現場と人材

デジタルノギス・測定データ転送を工場で使う前に決めること

この記事には広告・アフィリエイトリンクを含む場合があります。特定の商品やサービスを断定的にすすめるのではなく、中小製造業の社長が選ぶときの見方を整理しています。

検査記録を紙に書き写している工場では、デジタルノギスや測定データ転送ツールが入力ミス削減に役立つ場合があります。ただし、測定そのもののばらつき、測定器管理、判定ルールが曖昧なままでは、データ化しても品質は安定しません。

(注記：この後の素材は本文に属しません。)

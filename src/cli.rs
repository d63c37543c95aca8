use clap::{Arg, Command};
use mongodb::bson::Document;

use crate::{db::RentalStore, models::Rental};

pub fn cli() -> Command {
    Command::new("rental-store")
        .about("Inspect and edit the rentals collection")
        .subcommand(Command::new("list").about("List every rental"))
        .subcommand(
            Command::new("get")
                .about("Fetch one rental by id")
                .arg(Arg::new("id").required(true).value_name("ID")),
        )
        .subcommand(
            Command::new("add").about("Insert a new rental").arg(
                Arg::new("json")
                    .long("json")
                    .required(true)
                    .value_name("DOC")
                    .help("Rental fields as a JSON object"),
            ),
        )
        .subcommand(
            Command::new("update").about("Update fields on an existing rental").arg(
                Arg::new("json")
                    .long("json")
                    .required(true)
                    .value_name("DOC")
                    .help("JSON object containing `id` plus the fields to set"),
            ),
        )
        .subcommand(
            Command::new("delete")
                .about("Delete one rental by id")
                .arg(Arg::new("id").required(true).value_name("ID")),
        )
}

pub async fn handle_cli(store: &RentalStore) -> Result<(), Box<dyn std::error::Error>> {
    let matches = cli().get_matches();

    let Some((name, sub_matches)) = matches.subcommand() else {
        cli().print_help()?;
        return Ok(());
    };

    store.connect().await?;

    match name {
        "list" => {
            let rentals = store.get_rentals().await?;
            println!("{}", serde_json::to_string_pretty(&rentals)?);
        }
        "get" => {
            let id = sub_matches.get_one::<String>("id").expect("required");

            match store.get_rental_by_id(id).await? {
                Some(rental) => println!("{}", serde_json::to_string_pretty(&rental)?),
                None => {
                    eprintln!("No rental found with the id {}", id);
                    std::process::exit(1);
                }
            }
        }
        "add" => {
            let json = sub_matches.get_one::<String>("json").expect("required");
            let rental: Document = serde_json::from_str(json)?;

            let result = store.add_rental(rental).await?;
            let id = result
                .inserted_id
                .as_object_id()
                .map(|oid| oid.to_hex())
                .unwrap_or_else(|| result.inserted_id.to_string());
            println!("Inserted rental with id {}", id);
        }
        "update" => {
            let json = sub_matches.get_one::<String>("json").expect("required");
            let rental: Rental = serde_json::from_str(json)?;

            let result = store.update_rental(&rental).await?;
            if result.matched_count == 0 {
                eprintln!("No rental found with the id {}", rental.id);
                std::process::exit(1);
            }
            println!(
                "Updated rental {} (matched {}, modified {})",
                rental.id, result.matched_count, result.modified_count
            );
        }
        "delete" => {
            let id = sub_matches.get_one::<String>("id").expect("required");

            match store.delete_rental_by_id(id).await? {
                Some(result) if result.deleted_count > 0 => {
                    println!("Deleted rental {}", id);
                }
                _ => {
                    eprintln!("No rental found with the id {}", id);
                    std::process::exit(1);
                }
            }
        }
        _ => cli().print_help()?,
    }

    Ok(())
}
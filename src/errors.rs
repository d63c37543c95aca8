use thiserror::Error;

#[derive(Error, Debug)]
pub enum StoreError {
    #[error("Missing required params to begin database connection")]
    MissingConfig,
    #[error("Database connection has not been established")]
    NotConnected,
    #[error("Invalid rental id {id:?}")]
    InvalidId {
        id: String,
        #[source]
        source: mongodb::bson::oid::Error,
    },
    #[error("Stored rental document has no _id field")]
    MissingDocumentId,
    #[error(transparent)]
    Database(#[from] mongodb::error::Error),
}
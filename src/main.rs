use rental_store::{cli, db::RentalStore};
use tracing_subscriber::EnvFilter;

#[tokio::main]
async fn main() {
    dotenvy::dotenv().ok();

    tracing_subscriber::fmt()
        .with_env_filter(
            EnvFilter::try_from_default_env()
                .unwrap_or_else(|_| EnvFilter::new("rental_store=info")),
        )
        .init();

    let store = RentalStore::from_env();

    if let Err(e) = cli::handle_cli(&store).await {
        eprintln!("{}", e);
        std::process::exit(1);
    }
}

測定データ転送は、検査表への転記、Excel入力、紙の保管、二重入力を減らす手段です。デジタルノギス、マイクロメータ、インジケータ、無線通信ユニット、検査記録アプリを組み合わせると、測定値を直接記録できます。とはいえ、測る位置、測る力、温度、治具、ゼロ点確認が揃っていなければ、きれいなデータでも信用できません。

導入前に標準化すべきこと

  • 測定箇所、測定方向、測定回数を決める
  • OK/NG判定、規格値、公差を最新図面と合わせる
  • 測定器の管理番号、校正期限、保管場所を決める
  • 不適合時の再測定、隔離、報告ルールを決める
  • 測定者ごとのばらつきを確認する

比較すべきポイント

項目確認すること注意点
測定器ノギス、マイクロ、インジケータ必要精度と測定範囲を見る
転送方法有線、無線、USB、Bluetooth通信切れと電池管理を見る
記録先Excel、検査アプリ、品質システム後から探せる形式にする
判定自動OK/NG、警告、履歴規格値の誤登録が危険
保守校正、電池、故障、予備機止まった時の紙運用も決める

使ってはいけない、または慎重に判断する条件

測定者教育が不十分なままデータ転送だけを入れると、誤った測定値が早く記録されるだけになります。無線式は便利ですが、電波環境、混線、電池切れ、端末紛失、作業台の金属影響を確認します。検査値や図面情報をクラウドに保存する場合は、権限管理と顧客要求も確認します。

候補例を見るときの考え方

候補例としては、ミツトヨのデジタル測定器とU-WAVE、キーエンスや各種検査記録システム、Bluetooth対応ノギス、Excel入力支援ツールなどが比較対象になります。高額な品質管理システムが必要な会社もありますが、まずは転記ミスの多い1帳票から始める方が失敗しにくいです。

社長が購買前に決めること

  • 転記ミスが多い検査表を1つ選ぶ
  • 測定器の校正状態と管理台帳を整える
  • 測定値を誰が確認し、いつ承認するか決める
  • 通信が止まった時の代替記録を決める
  • 入力時間、転記ミス、不適合発見、検索時間を測る

導入後のKPIは、検査記録時間、転記ミス、再入力、検査表検索時間、不適合の見逃し、測定器校正漏れです。測定データ転送は、品質改善というより、品質記録の信頼性を高める投資として考えると判断しやすくなります。

現場で試すときのチェック項目

測定データ転送を試すなら、まず転記ミスが多い検査表を一つ選びます。測定者が通常どおり測り、紙記録とデータ転送の時間、入力ミス、確認しやすさを比べます。測定器から数値が入るだけでは不十分で、図面番号、ロット、測定者、測定日時、不適合時のメモまで追えるかを確認します。

品質保証で使うなら、規格値の変更管理も重要です。古い図面値が検査アプリに残っていると、自動判定が逆に危険になります。誰がマスタを変更できるか、変更履歴を残すか、顧客ごとに提出形式が違う場合に対応できるかも確認します。

FAQ(よくある質問)

安いデジタルノギスでもよいですか?

用途によります。社内確認なら使える場合がありますが、出荷判定や顧客提出記録に使うなら精度、校正、管理番号を確認します。

測定データ転送はExcelでも始められますか?

始められます。まずは1帳票で転記ミスと入力時間を減らせるか確認し、必要に応じて検査システムへ広げます。